### What to produce
Every line below that carries the word "before" needs to be copied.

### Working data
• • • •
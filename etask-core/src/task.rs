//! Task model as served by the eTask backend.
//!
//! The backend owns these entities; this crate only reads snapshots of them and
//! derives values (progress, buckets, calendar cells) from those snapshots.

use chrono::{DateTime, Utc};
use serde::{Deserialize, Deserializer, Serialize};
use std::fmt;
use std::str::FromStr;

use crate::error::ParseError;

#[derive(Debug, Clone, Copy, PartialEq, Eq, Hash, Serialize, Deserialize)]
#[serde(try_from = "u8", into = "u8")]
pub enum TaskStatus {
    ToDo = 0,
    InProgress = 1,
    Completed = 2,
}

impl TaskStatus {
    pub fn label(self) -> &'static str {
        match self {
            TaskStatus::ToDo => "To-Do",
            TaskStatus::InProgress => "In Progress",
            TaskStatus::Completed => "Completed",
        }
    }
}

impl From<TaskStatus> for u8 {
    fn from(s: TaskStatus) -> Self {
        s as u8
    }
}

impl TryFrom<u8> for TaskStatus {
    type Error = ParseError;

    fn try_from(code: u8) -> Result<Self, Self::Error> {
        match code {
            0 => Ok(TaskStatus::ToDo),
            1 => Ok(TaskStatus::InProgress),
            2 => Ok(TaskStatus::Completed),
            _ => Err(ParseError::CodeOutOfRange { kind: "status", code }),
        }
    }
}

impl FromStr for TaskStatus {
    type Err = ParseError;

    fn from_str(s: &str) -> Result<Self, Self::Err> {
        match s.trim().to_ascii_lowercase().as_str() {
            "todo" | "to-do" | "0" => Ok(TaskStatus::ToDo),
            "inprogress" | "in-progress" | "in_progress" | "1" => Ok(TaskStatus::InProgress),
            "completed" | "done" | "2" => Ok(TaskStatus::Completed),
            _ => Err(ParseError::UnknownStatus(s.to_string())),
        }
    }
}

impl fmt::Display for TaskStatus {
    fn fmt(&self, f: &mut fmt::Formatter<'_>) -> fmt::Result {
        f.write_str(self.label())
    }
}

#[derive(Debug, Clone, Copy, PartialEq, Eq, PartialOrd, Ord, Hash, Serialize, Deserialize)]
#[serde(try_from = "u8", into = "u8")]
pub enum Priority {
    Low = 0,
    Medium = 1,
    /// Also the "important" / starred flag.
    High = 2,
}

impl Priority {
    pub fn is_important(self) -> bool {
        self == Priority::High
    }

    /// The priority after flipping the star: High goes back to Medium,
    /// anything else becomes High.
    pub fn toggled_importance(self) -> Self {
        match self {
            Priority::High => Priority::Medium,
            Priority::Low | Priority::Medium => Priority::High,
        }
    }
}

impl From<Priority> for u8 {
    fn from(p: Priority) -> Self {
        p as u8
    }
}

impl TryFrom<u8> for Priority {
    type Error = ParseError;

    fn try_from(code: u8) -> Result<Self, Self::Error> {
        match code {
            0 => Ok(Priority::Low),
            1 => Ok(Priority::Medium),
            2 => Ok(Priority::High),
            _ => Err(ParseError::CodeOutOfRange { kind: "priority", code }),
        }
    }
}

impl FromStr for Priority {
    type Err = ParseError;

    fn from_str(s: &str) -> Result<Self, Self::Err> {
        match s.trim().to_ascii_lowercase().as_str() {
            "low" | "0" => Ok(Priority::Low),
            "medium" | "1" => Ok(Priority::Medium),
            "high" | "2" => Ok(Priority::High),
            _ => Err(ParseError::UnknownPriority(s.to_string())),
        }
    }
}

impl fmt::Display for Priority {
    fn fmt(&self, f: &mut fmt::Formatter<'_>) -> fmt::Result {
        let s = match self {
            Priority::Low => "Low",
            Priority::Medium => "Medium",
            Priority::High => "High",
        };
        f.write_str(s)
    }
}

/// Checklist item owned by exactly one task.
#[derive(Debug, Clone, PartialEq, Eq, Serialize, Deserialize)]
#[serde(rename_all = "camelCase")]
pub struct Subtask {
    pub id: u64,
    pub title: String,
    #[serde(default)]
    pub is_completed: bool,
    /// Display position; authoritative over array position.
    #[serde(default)]
    pub order: i32,
}

impl Subtask {
    pub fn new(id: u64, title: impl Into<String>, order: i32) -> Self {
        Self {
            id,
            title: title.into(),
            is_completed: false,
            order,
        }
    }

    pub fn completed(mut self) -> Self {
        self.is_completed = true;
        self
    }
}

#[derive(Debug, Clone, PartialEq, Serialize, Deserialize)]
#[serde(rename_all = "camelCase")]
pub struct Task {
    pub id: u64,
    pub title: String,
    #[serde(default, deserialize_with = "null_as_default")]
    pub description: String,

    pub status: TaskStatus,
    pub priority: Priority,

    /// No due date means "no deadline", which the calendar treats specially.
    #[serde(default)]
    pub due_date: Option<DateTime<Utc>>,

    /// Only meaningful while `subtasks` is empty. Not range-checked here.
    #[serde(default)]
    pub manual_progress: i32,

    #[serde(default, deserialize_with = "null_as_default")]
    pub subtasks: Vec<Subtask>,

    #[serde(default, skip_serializing_if = "Option::is_none")]
    pub user_id: Option<u64>,

    pub created_at: DateTime<Utc>,
    pub updated_at: DateTime<Utc>,
}

impl Task {
    pub fn new(id: u64, title: impl Into<String>, created_at: DateTime<Utc>) -> Self {
        Self {
            id,
            title: title.into(),
            description: String::new(),
            status: TaskStatus::ToDo,
            priority: Priority::Medium,
            due_date: None,
            manual_progress: 0,
            subtasks: Vec::new(),
            user_id: None,
            created_at,
            updated_at: created_at,
        }
    }

    pub fn with_status(mut self, status: TaskStatus) -> Self {
        self.status = status;
        self
    }

    pub fn with_priority(mut self, priority: Priority) -> Self {
        self.priority = priority;
        self
    }

    pub fn with_description(mut self, description: impl Into<String>) -> Self {
        self.description = description.into();
        self
    }

    pub fn with_due(mut self, due: DateTime<Utc>) -> Self {
        self.due_date = Some(due);
        self
    }

    pub fn with_manual_progress(mut self, pct: i32) -> Self {
        self.manual_progress = pct;
        self
    }

    pub fn with_subtask(mut self, subtask: Subtask) -> Self {
        self.subtasks.push(subtask);
        self
    }

    pub fn subtask(&self, subtask_id: u64) -> Option<&Subtask> {
        self.subtasks.iter().find(|s| s.id == subtask_id)
    }

    pub fn subtask_mut(&mut self, subtask_id: u64) -> Option<&mut Subtask> {
        self.subtasks.iter_mut().find(|s| s.id == subtask_id)
    }

    /// Subtasks in display order: by `order`, ties broken by id.
    pub fn sorted_subtasks(&self) -> Vec<&Subtask> {
        let mut out: Vec<&Subtask> = self.subtasks.iter().collect();
        out.sort_by_key(|s| (s.order, s.id));
        out
    }

    /// `order` value for a subtask appended after every existing one.
    pub fn next_subtask_order(&self) -> i32 {
        self.subtasks
            .iter()
            .map(|s| s.order)
            .max()
            .map_or(0, |m| m + 1)
    }

    pub fn completed_subtasks(&self) -> usize {
        self.subtasks.iter().filter(|s| s.is_completed).count()
    }

    pub fn has_notes(&self) -> bool {
        !self.description.is_empty()
    }
}

// The backend sends `null` for empty collections on some routes.
fn null_as_default<'de, D, T>(deserializer: D) -> Result<T, D::Error>
where
    D: Deserializer<'de>,
    T: Default + Deserialize<'de>,
{
    Ok(Option::<T>::deserialize(deserializer)?.unwrap_or_default())
}
//! In-process backend holding tasks in memory.
//!
//! Used for JSON snapshot files and for tests, with failure injection per
//! operation.

use async_trait::async_trait;
use chrono::Utc;
use etask_core::{Subtask, Task, TaskStatus, progress::clamp_percent};
use std::collections::HashMap;
use std::sync::atomic::{AtomicBool, AtomicUsize, Ordering};
use tokio::sync::Mutex;

use crate::backend::{NewTask, TaskBackend, TaskPatch, TaskQuery};
use crate::error::BackendError;

#[derive(Debug, Clone, Copy, PartialEq, Eq, Hash)]
pub enum Operation {
    List,
    Get,
    Create,
    Update,
    Delete,
    PatchStatus,
    PatchProgress,
    ToggleImportance,
    ToggleSubtask,
    CreateSubtask,
    UpdateSubtask,
    DeleteSubtask,
}

#[derive(Debug, Default)]
pub struct MemoryBackend {
    tasks: Mutex<Vec<Task>>,
    // Pending injected failures per operation.
    failures: Mutex<HashMap<Operation, usize>>,
    offline: AtomicBool,
    calls: AtomicUsize,
}

impl MemoryBackend {
    pub fn new() -> Self {
        Self::default()
    }

    pub fn with_tasks(tasks: Vec<Task>) -> Self {
        Self {
            tasks: Mutex::new(tasks),
            ..Self::default()
        }
    }

    /// Make the next call to `op` fail.
    pub async fn fail_next(&self, op: Operation) {
        *self.failures.lock().await.entry(op).or_default() += 1;
    }

    /// While offline, every call fails.
    pub fn set_offline(&self, offline: bool) {
        self.offline.store(offline, Ordering::Relaxed);
    }

    pub fn calls(&self) -> usize {
        self.calls.load(Ordering::Relaxed)
    }

    pub async fn tasks(&self) -> Vec<Task> {
        self.tasks.lock().await.clone()
    }

    async fn check(&self, op: Operation) -> Result<(), BackendError> {
        self.calls.fetch_add(1, Ordering::Relaxed);
        if self.offline.load(Ordering::Relaxed) {
            return Err(BackendError::Rejected(format!("{op:?}: backend offline")));
        }
        let mut failures = self.failures.lock().await;
        if let Some(n) = failures.get_mut(&op).filter(|n| **n > 0) {
            *n -= 1;
            return Err(BackendError::Rejected(format!("{op:?}: injected failure")));
        }
        Ok(())
    }

    async fn edit<F>(&self, op: Operation, id: u64, f: F) -> Result<Task, BackendError>
    where
        F: FnOnce(&mut Task) -> Result<(), BackendError> + Send,
    {
        self.check(op).await?;
        let mut tasks = self.tasks.lock().await;
        let task = tasks
            .iter_mut()
            .find(|t| t.id == id)
            .ok_or_else(|| BackendError::NotFound(format!("task {id}")))?;
        f(task)?;
        task.updated_at = Utc::now();
        Ok(task.clone())
    }
}

fn subtask_mut(task: &mut Task, subtask_id: u64) -> Result<&mut Subtask, BackendError> {
    let task_id = task.id;
    task.subtask_mut(subtask_id)
        .ok_or_else(|| BackendError::NotFound(format!("subtask {subtask_id} of task {task_id}")))
}

#[async_trait]
impl TaskBackend for MemoryBackend {
    fn backend_tag(&self) -> &'static str {
        "memory"
    }

    async fn list_tasks(&self, query: &TaskQuery) -> Result<Vec<Task>, BackendError> {
        self.check(Operation::List).await?;
        let tasks = self.tasks.lock().await;
        let needle = query.search.as_deref().unwrap_or("").to_lowercase();
        Ok(tasks
            .iter()
            .filter(|t| query.user_id.is_none() || t.user_id == query.user_id)
            .filter(|t| {
                needle.is_empty()
                    || t.title.to_lowercase().contains(&needle)
                    || t.description.to_lowercase().contains(&needle)
            })
            .cloned()
            .collect())
    }

    async fn get_task(&self, id: u64) -> Result<Task, BackendError> {
        self.check(Operation::Get).await?;
        self.tasks
            .lock()
            .await
            .iter()
            .find(|t| t.id == id)
            .cloned()
            .ok_or_else(|| BackendError::NotFound(format!("task {id}")))
    }

    async fn create_task(&self, draft: &NewTask) -> Result<Task, BackendError> {
        self.check(Operation::Create).await?;
        if draft.title.trim().is_empty() {
            return Err(BackendError::Rejected("title is required".to_string()));
        }
        let mut tasks = self.tasks.lock().await;
        let id = tasks.iter().map(|t| t.id).max().unwrap_or(0) + 1;
        let mut task = Task::new(id, draft.title.clone(), Utc::now())
            .with_status(draft.status)
            .with_priority(draft.priority)
            .with_description(draft.description.clone())
            .with_manual_progress(draft.manual_progress);
        task.due_date = draft.due_date;
        task.user_id = draft.user_id;
        tasks.push(task.clone());
        Ok(task)
    }

    async fn update_task(&self, id: u64, patch: &TaskPatch) -> Result<Task, BackendError> {
        let patch = patch.clone();
        self.edit(Operation::Update, id, move |t| {
            *t = patch.applied_to(t);
            Ok(())
        })
        .await
    }

    async fn delete_task(&self, id: u64) -> Result<(), BackendError> {
        self.check(Operation::Delete).await?;
        let mut tasks = self.tasks.lock().await;
        let before = tasks.len();
        tasks.retain(|t| t.id != id);
        if tasks.len() == before {
            return Err(BackendError::NotFound(format!("task {id}")));
        }
        Ok(())
    }

    async fn patch_status(&self, id: u64, status: TaskStatus) -> Result<(), BackendError> {
        self.edit(Operation::PatchStatus, id, move |t| {
            t.status = status;
            Ok(())
        })
        .await?;
        Ok(())
    }

    async fn patch_progress(&self, id: u64, progress: u8) -> Result<(), BackendError> {
        self.edit(Operation::PatchProgress, id, move |t| {
            t.manual_progress = i32::from(clamp_percent(i32::from(progress)));
            Ok(())
        })
        .await?;
        Ok(())
    }

    async fn toggle_importance(&self, id: u64) -> Result<Task, BackendError> {
        self.edit(Operation::ToggleImportance, id, |t| {
            t.priority = t.priority.toggled_importance();
            Ok(())
        })
        .await
    }

    async fn toggle_subtask(&self, task_id: u64, subtask_id: u64) -> Result<Task, BackendError> {
        self.edit(Operation::ToggleSubtask, task_id, move |t| {
            let s = subtask_mut(t, subtask_id)?;
            s.is_completed = !s.is_completed;
            Ok(())
        })
        .await
    }

    async fn create_subtask(&self, task_id: u64, title: &str) -> Result<Task, BackendError> {
        self.check(Operation::CreateSubtask).await?;
        if title.trim().is_empty() {
            return Err(BackendError::Rejected("subtask title is required".to_string()));
        }
        let mut tasks = self.tasks.lock().await;
        // Subtask ids are unique across the whole store.
        let next_id = tasks
            .iter()
            .flat_map(|t| t.subtasks.iter().map(|s| s.id))
            .max()
            .unwrap_or(0)
            + 1;
        let task = tasks
            .iter_mut()
            .find(|t| t.id == task_id)
            .ok_or_else(|| BackendError::NotFound(format!("task {task_id}")))?;
        let order = task.next_subtask_order();
        task.subtasks.push(Subtask::new(next_id, title, order));
        task.updated_at = Utc::now();
        Ok(task.clone())
    }

    async fn update_subtask(
        &self,
        task_id: u64,
        subtask_id: u64,
        title: &str,
    ) -> Result<Task, BackendError> {
        let title = title.to_string();
        self.edit(Operation::UpdateSubtask, task_id, move |t| {
            subtask_mut(t, subtask_id)?.title = title;
            Ok(())
        })
        .await
    }

    async fn delete_subtask(&self, task_id: u64, subtask_id: u64) -> Result<Task, BackendError> {
        self.edit(Operation::DeleteSubtask, task_id, move |t| {
            subtask_mut(t, subtask_id)?;
            t.subtasks.retain(|s| s.id != subtask_id);
            Ok(())
        })
        .await
    }
}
• • • •
### Solution
        let before = tasks.len();
        if tasks.len() == before {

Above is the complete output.